Category B-. Analyst opinions were largely bland. Jones’ reporting stood out.

Fox NFL Sunday

The Fox NFL pregame show also kicked off with Tagovailoa’s story, going over issues surrounding how the quarterback was treated in Week 3 before recapping his injury in the game. of week 4.

Jay Glazer reported on the NFL investigation, focusing on whether or not Tagovailoa suffered a concussion in Week 3. And if he did, why did he? allowed to play in week 4? Glazer noted that Tagovailoa could seek a second or even a third medical opinion on his injury.

Jimmy Johnson provided the most compelling commentary, sharing his perspective on the coaching side of the situation. He pointed out that when an injured player leaves the pitch, the coach has no contact with him. The medical team provides an update on whether the player can return or not. In Johnson’s view, Mike McDaniel did nothing wrong in his handling of the case.
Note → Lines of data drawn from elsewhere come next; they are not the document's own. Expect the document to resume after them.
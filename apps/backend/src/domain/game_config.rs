//! Role counts submitted at initialization.

use serde::{Deserialize, Serialize};

use crate::domain::roles::RoleKind;
use crate::errors::domain::{DomainError, ValidationKind};

/// Largest table a single game will seat.
pub const MAX_SEATS: u64 = 64;

/// Per-role seat counts. Field names follow the `/init` JSON body.
#[derive(Debug, Clone, Default, PartialEq, Eq, Serialize, Deserialize)]
#[serde(rename_all = "camelCase", default)]
pub struct GameConfig {
    pub villager_count: u32,
    pub werewolf_count: u32,
    pub white_wolf_count: u32,
    pub guard_count: u32,
    pub witch_count: u32,
    pub seer_count: u32,
    pub hunter_count: u32,
    pub idiot_count: u32,
    /// Fixes the seat permutation; `None` draws from the OS.
    pub seed: Option<u64>,
}

impl GameConfig {
    pub fn count(&self, role: RoleKind) -> u32 {
        match role {
            RoleKind::Villager => self.villager_count,
            RoleKind::Werewolf => self.werewolf_count,
            RoleKind::WhiteWolf => self.white_wolf_count,
            RoleKind::Guard => self.guard_count,
            RoleKind::Witch => self.witch_count,
            RoleKind::Seer => self.seer_count,
            RoleKind::Hunter => self.hunter_count,
            RoleKind::Idiot => self.idiot_count,
        }
    }

    pub fn has_role(&self, role: RoleKind) -> bool {
        self.count(role) > 0
    }

    /// Checks every count and reports all offending fields at once.
    pub fn validate(&self) -> Result<(), DomainError> {
        let too_many = format!("total seat count must be at most {MAX_SEATS}");
        let mut offending: Vec<&str> = Vec::new();

        if self.villager_count < 1 {
            offending.push("villagerCount must be at least 1");
        }
        if self.werewolf_count < 1 {
            offending.push("werewolfCount must be at least 1");
        }
        let unique = [
            (self.white_wolf_count, "whiteWolfCount must be 0 or 1"),
            (self.guard_count, "guardCount must be 0 or 1"),
            (self.witch_count, "witchCount must be 0 or 1"),
            (self.seer_count, "seerCount must be 0 or 1"),
            (self.hunter_count, "hunterCount must be 0 or 1"),
            (self.idiot_count, "idiotCount must be 0 or 1"),
        ];
        offending.extend(
            unique
                .iter()
                .filter(|(count, _)| *count > 1)
                .map(|(_, msg)| *msg),
        );

        let total: u64 = RoleKind::ALL
            .iter()
            .map(|role| u64::from(self.count(*role)))
            .sum();
        if total > MAX_SEATS {
            offending.push(&too_many);
        }

        if offending.is_empty() {
            Ok(())
        } else {
            Err(DomainError::validation(
                ValidationKind::InvalidConfig,
                offending.join(" && "),
            ))
        }
    }

    pub fn total_seats(&self) -> usize {
        RoleKind::ALL
            .iter()
            .map(|role| self.count(*role) as usize)
            .sum()
    }

    /// Unshuffled role multiset, one entry per seat.
    pub fn roster(&self) -> Vec<RoleKind> {
        let mut roles = Vec::with_capacity(self.total_seats());
        for role in RoleKind::ALL {
            roles.extend(std::iter::repeat(role).take(self.count(role) as usize));
        }
        roles
    }
}
use std::future::Future;
use std::ops::Deref;
use std::pin::Pin;

use actix_web::dev::Payload;
use actix_web::{FromRequest, HttpRequest};
use bytes::BytesMut;
use futures_util::StreamExt;
use serde::de::DeserializeOwned;
use serde_json::error::Category;
use tracing::debug;

use crate::error::AppError;
use crate::errors::ErrorCode;

/// Upper bound on request bodies. Game requests are a handful of fields.
const MAX_BODY_BYTES: usize = 16 * 1024;

/// JSON body extractor whose failures render as problem+json.
///
/// Parse errors become `400 BAD_REQUEST`, except an unknown `actionCode`,
/// which is reported as `INVALID_ACTION_CODE`.
#[derive(Debug)]
pub struct ValidatedJson<T>(pub T);

impl<T> ValidatedJson<T> {
    pub fn into_inner(self) -> T {
        self.0
    }
}

impl<T> Deref for ValidatedJson<T> {
    type Target = T;

    fn deref(&self) -> &Self::Target {
        &self.0
    }
}

impl<T> FromRequest for ValidatedJson<T>
where
    T: DeserializeOwned + 'static,
{
    type Error = AppError;
    type Future = Pin<Box<dyn Future<Output = Result<Self, Self::Error>>>>;

    fn from_request(req: &HttpRequest, payload: &mut Payload) -> Self::Future {
        let path = req.path().to_string();
        let mut payload = payload.take();

        Box::pin(async move {
            let mut body = BytesMut::new();
            while let Some(chunk) = payload.next().await {
                let chunk = chunk.map_err(|e| {
                    debug!(%path, error = %e, "Failed to read request body");
                    AppError::bad_request(ErrorCode::BadRequest, "Failed to read request body")
                })?;
                if body.len() + chunk.len() > MAX_BODY_BYTES {
                    return Err(AppError::bad_request(
                        ErrorCode::BadRequest,
                        format!("Request body exceeds {MAX_BODY_BYTES} bytes"),
                    ));
                }
                body.extend_from_slice(&chunk);
            }

            serde_json::from_slice::<T>(&body)
                .map(ValidatedJson)
                .map_err(|e| {
                    debug!(%path, error = %e, body_size = body.len(), "JSON parsing failed");
                    classify_json_error(&e)
                })
        })
    }
}

fn classify_json_error(error: &serde_json::Error) -> AppError {
    match error.classify() {
        Category::Syntax => AppError::bad_request(
            ErrorCode::BadRequest,
            format!("Invalid JSON at line {}", error.line()),
        ),
        Category::Eof => {
            AppError::bad_request(ErrorCode::BadRequest, "Invalid JSON: unexpected end of input")
        }
        Category::Data if error.to_string().contains("unknown action code") => {
            AppError::bad_request(ErrorCode::InvalidActionCode, "Unknown action code")
        }
        Category::Data => AppError::bad_request(
            ErrorCode::BadRequest,
            "Invalid JSON: wrong types for one or more fields",
        ),
        Category::Io => {
            AppError::bad_request(ErrorCode::BadRequest, "Invalid JSON: I/O error while reading body")
        }
    }
}
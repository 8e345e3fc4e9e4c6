pub mod game_flow;

pub use game_flow::{ActionOutcome, FlowSettings, GameFlowService, GameStatus, LastNightSummary};
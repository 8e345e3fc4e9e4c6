//! Night conflict resolution.

use crate::domain::roles::SeatId;
use crate::domain::seat::DeathCause;

#[derive(Debug, Clone, Copy, PartialEq, Eq, Default)]
pub enum WitchDecision {
    /// Saves the current kill candidate.
    Save,
    Poison(SeatId),
    #[default]
    Abstain,
}

/// Decisions collected during one night.
#[derive(Debug, Clone, Copy, Default, PartialEq, Eq)]
pub struct NightOutcome {
    pub kill: Option<SeatId>,
    pub guarded: Option<SeatId>,
    pub witch: WitchDecision,
    pub seer_query: Option<SeatId>,
}

impl NightOutcome {
    /// Whether the kill candidate dies this round.
    ///
    /// Guard and save each block the kill on their own, but when both land
    /// on the candidate they cancel out and the candidate dies.
    pub fn kill_lands(&self) -> bool {
        let Some(killed) = self.kill else {
            return false;
        };
        let saved = self.witch == WitchDecision::Save;
        let protected = self.guarded == Some(killed);
        saved == protected
    }

    /// Deaths to apply, in order, each seat at most once.
    pub fn deaths(&self) -> Vec<(SeatId, DeathCause)> {
        let poisoned = match self.witch {
            WitchDecision::Poison(target) => Some(target),
            _ => None,
        };

        let mut deaths = Vec::with_capacity(2);
        if self.kill_lands() {
            if let Some(killed) = self.kill {
                if poisoned != Some(killed) {
                    deaths.push((killed, DeathCause::Ordinary));
                }
            }
        }
        if let Some(target) = poisoned {
            deaths.push((target, DeathCause::Poisoned));
        }
        deaths
    }
}
#![deny(clippy::wildcard_imports)]
#![cfg_attr(test, allow(clippy::wildcard_imports))]

pub mod config;
pub mod domain;
pub mod error;
pub mod errors;
pub mod extractors;
pub mod middleware;
pub mod realtime;
pub mod routes;
pub mod services;
pub mod state;
pub mod web;


// Re-exports for public API
pub use config::{RunMode, ServerConfig};
pub use error::AppError;
pub use middleware::request_trace::RequestTrace;
pub use services::game_flow::GameFlowService;
pub use state::app_state::AppState;

// Auto-initialize logging for unit tests
#[cfg(test)]
#[ctor::ctor]
fn init_test_logging() {
    test_bootstrap::logging::init();
}
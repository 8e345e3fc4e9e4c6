#![allow(dead_code)]

pub mod game_setup;
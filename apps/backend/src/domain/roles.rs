//! Role variants, factions and action codes.
//!
//! Roles are a closed set. Every per-role question (when does it act, what
//! can it do, which side is it on) is answered by a `match` here so adding a
//! role is a compile error everywhere it matters.

use std::fmt;

use serde::{Deserialize, Serialize};

use crate::domain::phase::Phase;

/// Seat index, `0..seat_count`.
pub type SeatId = usize;

#[derive(Debug, Clone, Copy, PartialEq, Eq, Hash, Serialize, Deserialize)]
#[serde(rename_all = "snake_case")]
pub enum RoleKind {
    /// Ordinary member without abilities.
    Villager,
    /// Kills one seat per night.
    Werewolf,
    /// Second werewolf variant sharing the werewolves' night slot.
    WhiteWolf,
    /// Protects one seat per night.
    Guard,
    /// One save potion and one poison per game.
    Witch,
    /// Learns one seat's alignment per night.
    Seer,
    /// Fires once during the day.
    Hunter,
    /// Special role with no abilities.
    Idiot,
}

/// Which side a seat plays for.
#[derive(Debug, Clone, Copy, PartialEq, Eq, Hash, Serialize, Deserialize)]
#[serde(rename_all = "snake_case")]
pub enum Alignment {
    Werewolves,
    Village,
}

/// Elimination groups used by the win evaluator.
#[derive(Debug, Clone, Copy, PartialEq, Eq, Hash)]
pub enum Faction {
    Werewolves,
    Villagers,
    /// Village-aligned seats holding a special role.
    Specials,
}

impl RoleKind {
    pub const ALL: [RoleKind; 8] = [
        RoleKind::Villager,
        RoleKind::Werewolf,
        RoleKind::WhiteWolf,
        RoleKind::Guard,
        RoleKind::Witch,
        RoleKind::Seer,
        RoleKind::Hunter,
        RoleKind::Idiot,
    ];

    pub const fn name(self) -> &'static str {
        match self {
            RoleKind::Villager => "Villager",
            RoleKind::Werewolf => "Werewolf",
            RoleKind::WhiteWolf => "WhiteWolf",
            RoleKind::Guard => "Guard",
            RoleKind::Witch => "Witch",
            RoleKind::Seer => "Seer",
            RoleKind::Hunter => "Hunter",
            RoleKind::Idiot => "Idiot",
        }
    }

    pub const fn alignment(self) -> Alignment {
        match self {
            RoleKind::Werewolf | RoleKind::WhiteWolf => Alignment::Werewolves,
            _ => Alignment::Village,
        }
    }

    pub const fn faction(self) -> Faction {
        match self {
            RoleKind::Werewolf | RoleKind::WhiteWolf => Faction::Werewolves,
            RoleKind::Villager => Faction::Villagers,
            RoleKind::Guard
            | RoleKind::Witch
            | RoleKind::Seer
            | RoleKind::Hunter
            | RoleKind::Idiot => Faction::Specials,
        }
    }

    /// The phase in which this role may act, if any.
    pub const fn active_phase(self) -> Option<Phase> {
        match self {
            RoleKind::Werewolf | RoleKind::WhiteWolf => Some(Phase::WerewolfTurn),
            RoleKind::Guard => Some(Phase::GuardTurn),
            RoleKind::Witch => Some(Phase::WitchTurn),
            RoleKind::Seer => Some(Phase::SeerTurn),
            RoleKind::Hunter => Some(Phase::Day),
            RoleKind::Villager | RoleKind::Idiot => None,
        }
    }

    /// Every action this role can ever take, ignoring exhaustion.
    pub const fn skills(self) -> &'static [ActionCode] {
        match self {
            RoleKind::Werewolf | RoleKind::WhiteWolf => &[ActionCode::Kill],
            RoleKind::Guard => &[ActionCode::Protect, ActionCode::Abstain],
            RoleKind::Witch => &[ActionCode::Save, ActionCode::Poison, ActionCode::Abstain],
            RoleKind::Seer => &[ActionCode::Reveal],
            RoleKind::Hunter => &[ActionCode::Fire],
            RoleKind::Villager | RoleKind::Idiot => &[],
        }
    }
}

impl fmt::Display for RoleKind {
    fn fmt(&self, f: &mut fmt::Formatter<'_>) -> fmt::Result {
        f.write_str(self.name())
    }
}

/// Action codes as they travel on the wire.
#[derive(Debug, Clone, Copy, PartialEq, Eq, Hash, Serialize, Deserialize)]
#[serde(try_from = "u8", into = "u8")]
#[repr(u8)]
pub enum ActionCode {
    /// Pseudo-action: list what the caller may do right now.
    GetActions = 0,
    Kill = 1,
    Save = 2,
    Poison = 3,
    Reveal = 4,
    Fire = 5,
    Protect = 6,
    Abstain = 7,
}

impl ActionCode {
    pub const fn name(self) -> &'static str {
        match self {
            ActionCode::GetActions => "GetActions",
            ActionCode::Kill => "Kill",
            ActionCode::Save => "Save",
            ActionCode::Poison => "Poison",
            ActionCode::Reveal => "Reveal",
            ActionCode::Fire => "Fire",
            ActionCode::Protect => "Protect",
            ActionCode::Abstain => "Abstain",
        }
    }
}

impl From<ActionCode> for u8 {
    fn from(code: ActionCode) -> Self {
        code as u8
    }
}

impl TryFrom<u8> for ActionCode {
    type Error = String;

    fn try_from(raw: u8) -> Result<Self, Self::Error> {
        Ok(match raw {
            0 => ActionCode::GetActions,
            1 => ActionCode::Kill,
            2 => ActionCode::Save,
            3 => ActionCode::Poison,
            4 => ActionCode::Reveal,
            5 => ActionCode::Fire,
            6 => ActionCode::Protect,
            7 => ActionCode::Abstain,
            other => return Err(format!("unknown action code {other}")),
        })
    }
}
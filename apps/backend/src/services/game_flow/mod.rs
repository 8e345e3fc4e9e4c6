//! Game flow service - owns the seat table and the phase sequencer.
//!
//! One sequencer task drives the night/day loop and is the only writer of
//! the phase. Request handlers call into the same service to register,
//! submit actions and query results; phase-defining actions reach the
//! sequencer through the single-slot handoffs in [`rendezvous`].
//!
//! Lock order: `gate` → `seats` → `night` → slot mutexes. The sequencer
//! never holds a lock across an `.await`.

mod player_actions;
mod queries;
pub mod rendezvous;
mod seats;
mod sequencer;

use std::time::Duration;

use parking_lot::{Mutex, RwLock};

use crate::domain::game_config::GameConfig;
use crate::domain::phase::PhaseCell;
use crate::domain::roles::SeatId;
use crate::domain::seat::Seat;
use crate::domain::win::WinLatch;
use crate::realtime::broker::CueBroker;
use rendezvous::DecisionSlots;

pub use player_actions::ActionOutcome;
pub use queries::{GameStatus, LastNightSummary};
pub use seats::Registration;

/// Timing knobs for the sequencer.
#[derive(Debug, Clone, Copy)]
pub struct FlowSettings {
    /// Pause before each announcement, and in place of a skipped turn.
    pub pacing: Duration,
    /// When set, a turn with no decision after this long falls back to
    /// its default.
    pub decision_timeout: Option<Duration>,
}

impl Default for FlowSettings {
    fn default() -> Self {
        Self {
            pacing: Duration::from_secs(2),
            decision_timeout: None,
        }
    }
}

#[derive(Debug, Default)]
struct Gate {
    config: Option<GameConfig>,
    started: bool,
}

/// Per-night bookkeeping written by the sequencer.
#[derive(Debug, Default)]
struct NightLedger {
    round: u32,
    kill_candidate: Option<SeatId>,
    /// Seats that died during the most recent night.
    last_night: Vec<SeatId>,
}

pub struct GameFlowService {
    settings: FlowSettings,
    gate: Mutex<Gate>,
    seats: RwLock<Vec<Seat>>,
    phase: PhaseCell,
    slots: DecisionSlots,
    night: Mutex<NightLedger>,
    verdict: WinLatch,
    cues: CueBroker,
}

impl GameFlowService {
    pub fn new(settings: FlowSettings, cues: CueBroker) -> Self {
        Self {
            settings,
            gate: Mutex::new(Gate::default()),
            seats: RwLock::new(Vec::new()),
            phase: PhaseCell::new(),
            slots: DecisionSlots::default(),
            night: Mutex::new(NightLedger::default()),
            verdict: WinLatch::new(),
            cues,
        }
    }

    pub fn settings(&self) -> FlowSettings {
        self.settings
    }

    fn is_initialized(&self) -> bool {
        self.gate.lock().config.is_some()
    }
}
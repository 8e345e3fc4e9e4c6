use werewolf_backend::domain::game_config::GameConfig;
use werewolf_backend::domain::phase::Phase;
use werewolf_backend::domain::roles::{ActionCode, RoleKind, SeatId};
use werewolf_backend::services::game_flow::LastNightSummary;

use crate::support::game_setup::TestGame;

fn guarded_config() -> GameConfig {
    GameConfig {
        villager_count: 3,
        werewolf_count: 1,
        guard_count: 1,
        witch_count: 1,
        seed: Some(3),
        ..GameConfig::default()
    }
}

/// The night as each role plays it. The werewolf always goes for the
/// first villager.
struct Night {
    guard: (ActionCode, Option<Pick>),
    witch: (ActionCode, Option<Pick>),
}

#[derive(Clone, Copy)]
enum Pick {
    Victim,
    Bystander,
}

struct Played {
    summary: LastNightSummary,
    victim: SeatId,
    bystander: SeatId,
}

async fn play_first_night(night: Night) -> Played {
    let t = TestGame::started(guarded_config());
    let wolf = t.seat_of(RoleKind::Werewolf);
    let guard = t.seat_of(RoleKind::Guard);
    let witch = t.seat_of(RoleKind::Witch);
    let villagers = t.seats_of(RoleKind::Villager);
    let (victim, bystander) = (villagers[0], villagers[1]);
    let resolve = |pick: Option<Pick>| {
        pick.map(|p| match p {
            Pick::Victim => victim,
            Pick::Bystander => bystander,
        })
    };

    t.wait_for(Phase::WerewolfTurn, 1).await;
    assert!(t.act(wolf, ActionCode::Kill, Some(victim)).successful);

    t.wait_for(Phase::GuardTurn, 1).await;
    let (code, pick) = night.guard;
    assert!(t.act(guard, code, resolve(pick)).successful);

    t.wait_for(Phase::WitchTurn, 1).await;
    let (code, pick) = night.witch;
    assert!(t.act(witch, code, resolve(pick)).successful);

    t.wait_for(Phase::Day, 1).await;
    Played {
        summary: t.game.last_night_summary().unwrap(),
        victim,
        bystander,
    }
}

#[tokio::test]
async fn unprotected_kill_lands() {
    let played = play_first_night(Night {
        guard: (ActionCode::Abstain, None),
        witch: (ActionCode::Abstain, None),
    })
    .await;
    assert_eq!(played.summary.died, vec![played.victim]);
}

#[tokio::test]
async fn guard_alone_stops_the_kill() {
    let played = play_first_night(Night {
        guard: (ActionCode::Protect, Some(Pick::Victim)),
        witch: (ActionCode::Abstain, None),
    })
    .await;
    assert!(played.summary.died.is_empty());
}

#[tokio::test]
async fn save_alone_stops_the_kill() {
    let played = play_first_night(Night {
        guard: (ActionCode::Protect, Some(Pick::Bystander)),
        witch: (ActionCode::Save, None),
    })
    .await;
    assert!(played.summary.died.is_empty());
}

#[tokio::test]
async fn guard_and_save_on_the_same_seat_cancel_out() {
    let played = play_first_night(Night {
        guard: (ActionCode::Protect, Some(Pick::Victim)),
        witch: (ActionCode::Save, None),
    })
    .await;
    assert_eq!(played.summary.died, vec![played.victim]);
}

#[tokio::test]
async fn poison_ignores_the_guard() {
    let played = play_first_night(Night {
        guard: (ActionCode::Protect, Some(Pick::Bystander)),
        witch: (ActionCode::Poison, Some(Pick::Bystander)),
    })
    .await;
    let mut died = played.summary.died.clone();
    died.sort();
    let mut expected = vec![played.victim, played.bystander];
    expected.sort();
    assert_eq!(died, expected);
}

#[tokio::test]
async fn poisoning_the_kill_target_counts_one_death() {
    let played = play_first_night(Night {
        guard: (ActionCode::Abstain, None),
        witch: (ActionCode::Poison, Some(Pick::Victim)),
    })
    .await;
    assert_eq!(played.summary.died, vec![played.victim]);
}
use werewolf_backend::domain::capability::Rejection;
use werewolf_backend::domain::game_config::GameConfig;
use werewolf_backend::domain::phase::{Cue, Phase};
use werewolf_backend::domain::roles::{ActionCode, RoleKind};
use werewolf_backend::domain::win::Winner;
use werewolf_backend::errors::ErrorCode;

use crate::support::game_setup::TestGame;

fn config(villagers: u32, extra: impl FnOnce(&mut GameConfig)) -> GameConfig {
    let mut config = GameConfig {
        villager_count: villagers,
        werewolf_count: 1,
        seed: Some(21),
        ..GameConfig::default()
    };
    extra(&mut config);
    config
}

#[tokio::test]
async fn werewolves_win_when_the_last_villager_dies_at_night() {
    let mut t = TestGame::started(config(1, |_| {}));
    let wolf = t.seat_of(RoleKind::Werewolf);
    let villager = t.seat_of(RoleKind::Villager);

    t.wait_for(Phase::WerewolfTurn, 1).await;
    t.act(wolf, ActionCode::Kill, Some(villager));
    t.wait_for_game_over().await;

    let status = t.game.status();
    assert!(status.ended);
    assert_eq!(status.winner, Some(Winner::Werewolves));
    assert_eq!(t.drain_cues().last(), Some(&Cue::GameOver));

    let err = t.game.last_night_summary().unwrap_err();
    assert_eq!(err.code(), ErrorCode::WrongPhase);
    let late = t.act(wolf, ActionCode::Kill, Some(wolf));
    assert_eq!(late.rejection, Some(Rejection::NotYourTurn));
}

#[tokio::test]
async fn villagers_win_by_banishing_the_last_werewolf() {
    let t = TestGame::started(config(2, |_| {}));
    let wolf = t.seat_of(RoleKind::Werewolf);
    let villager = t.seat_of(RoleKind::Villager);

    t.wait_for(Phase::WerewolfTurn, 1).await;
    t.act(wolf, ActionCode::Kill, Some(villager));
    t.wait_for(Phase::Day, 1).await;
    t.game.banish(wolf).unwrap();
    t.wait_for_game_over().await;

    assert_eq!(t.game.winner(), Some(Winner::Villagers));
    assert!(t.game.is_game_ended());
}

#[tokio::test]
async fn losing_every_special_role_hands_the_game_to_the_werewolves() {
    let t = TestGame::started(config(3, |c| c.seer_count = 1));
    let wolf = t.seat_of(RoleKind::Werewolf);
    let seer = t.seat_of(RoleKind::Seer);

    t.wait_for(Phase::WerewolfTurn, 1).await;
    t.act(wolf, ActionCode::Kill, Some(seer));
    t.wait_for(Phase::SeerTurn, 1).await;
    t.act(seer, ActionCode::Reveal, Some(wolf));
    t.wait_for_game_over().await;

    assert_eq!(t.game.winner(), Some(Winner::Werewolves));
    assert_eq!(t.game.status().alive_seats.len(), 4);
}

#[tokio::test]
async fn hunter_shot_can_end_the_day_and_the_game() {
    let mut t = TestGame::started(config(3, |c| c.hunter_count = 1));
    let wolf = t.seat_of(RoleKind::Werewolf);
    let hunter = t.seat_of(RoleKind::Hunter);
    let villager = t.seat_of(RoleKind::Villager);

    t.wait_for(Phase::WerewolfTurn, 1).await;
    t.act(wolf, ActionCode::Kill, Some(villager));
    t.wait_for(Phase::Day, 1).await;

    let fired = t.act(hunter, ActionCode::Fire, Some(wolf));
    assert!(fired.successful, "{fired:?}");
    assert_eq!(fired.message, format!("Fire succeeded! Seat {wolf} is dead"));
    t.wait_for_game_over().await;

    assert_eq!(t.game.winner(), Some(Winner::Villagers));
    assert_eq!(t.drain_cues().last(), Some(&Cue::GameOver));
    let err = t.game.banish(villager).unwrap_err();
    assert_eq!(err.code(), ErrorCode::WrongPhase);
}

#[tokio::test]
async fn hunter_killed_at_night_still_fires_by_day() {
    let t = TestGame::started(config(3, |c| {
        c.hunter_count = 1;
        c.idiot_count = 1;
    }));
    let wolf = t.seat_of(RoleKind::Werewolf);
    let hunter = t.seat_of(RoleKind::Hunter);

    t.wait_for(Phase::WerewolfTurn, 1).await;
    t.act(wolf, ActionCode::Kill, Some(hunter));
    t.wait_for(Phase::Day, 1).await;
    assert_eq!(t.game.last_night_summary().unwrap().died, vec![hunter]);

    assert!(t.act(hunter, ActionCode::Fire, Some(wolf)).successful);
    t.wait_for_game_over().await;
    assert_eq!(t.game.winner(), Some(Winner::Villagers));
}

#[tokio::test]
async fn hunter_fires_once_and_never_at_itself() {
    let t = TestGame::started(config(3, |c| c.hunter_count = 1));
    let wolf = t.seat_of(RoleKind::Werewolf);
    let hunter = t.seat_of(RoleKind::Hunter);
    let villagers = t.seats_of(RoleKind::Villager);

    t.wait_for(Phase::WerewolfTurn, 1).await;
    t.act(wolf, ActionCode::Kill, Some(villagers[0]));
    t.wait_for(Phase::Day, 1).await;

    let own = t.act(hunter, ActionCode::Fire, Some(hunter));
    assert_eq!(own.rejection, Some(Rejection::InvalidTarget));

    assert!(t.act(hunter, ActionCode::Fire, Some(villagers[1])).successful);
    let again = t.act(hunter, ActionCode::Fire, Some(villagers[2]));
    assert_eq!(again.rejection, Some(Rejection::AbilityAlreadyUsed));
    assert_eq!(t.game.phase(), Phase::Day);
}

#[tokio::test]
async fn poisoned_hunter_cannot_fire() {
    let t = TestGame::started(config(3, |c| {
        c.hunter_count = 1;
        c.witch_count = 1;
    }));
    let wolf = t.seat_of(RoleKind::Werewolf);
    let witch = t.seat_of(RoleKind::Witch);
    let hunter = t.seat_of(RoleKind::Hunter);
    let villager = t.seat_of(RoleKind::Villager);

    t.wait_for(Phase::WerewolfTurn, 1).await;
    t.act(wolf, ActionCode::Kill, Some(villager));
    t.wait_for(Phase::WitchTurn, 1).await;
    assert!(t.act(witch, ActionCode::Poison, Some(hunter)).successful);
    t.wait_for(Phase::Day, 1).await;

    let blocked = t.act(hunter, ActionCode::Fire, Some(wolf));
    assert_eq!(blocked.rejection, Some(Rejection::AbilityBlocked));
    assert_eq!(blocked.message, "You're poisoned!");
    assert!(t.game.status().alive_seats.contains(&wolf));
}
He must trust his medical staff.

Rating: B. Each of the analysts shared stronger opinions, in particular saying that a player who fails the “eyeball test” with symptoms of concussion should be treated seriously.

Football Night in America – NBC

Sunday night football was in a different setting than other pre-game shows, with Maria Taylor, Tony Dungy and Rodney Harrison broadcasting on location from Tampa Bay. With that, the show kicked off covering the aftermath of Hurricane Ian, its effects on the Tampa area, and how the Buccaneers handled the situation during the week.

But after 20 minutes, the show made Tagovailoa history with Mike Florio reporting what his peers told viewers earlier today regarding pending changes to the NFL’s concussion protocol and “the gross motor instability” used as a major indicator.

Florio pointed out that the NFLPA would ask how Tagovailoa was examined and treated. Was he actually checked for a back injury in week 3? And if he did injure his back, why was he still allowed to play?

When the conversation returned to the team there, Dungy admitted playing Thursday night games had always been on his mind when he was a coach. He revealed teams playing a game on Thursday needed to have a bye the week before so they wouldn’t have to deal with a quick four-day turnaround. This programming must be taken into account for the safety of the players.

But Harrison had the most engaging reaction to the story, coming from his experience as a player. He admitted to telling doctors he was fine when he had concussion symptoms because he wanted to get back into the game. Knowing that was wrong, Harrison pleaded with current players to stay away when injured because “CTE takes you to a dark place”.

“It’s not worth it. Please take care of yourself,” Harrison said. “Don’t rely on the NFL. Don’t depend on anyone. If something is wrong with your head, report it.

Grade: B+. Dungy and Harrison’s views on the matter of their coaching and playing perspective were very compelling.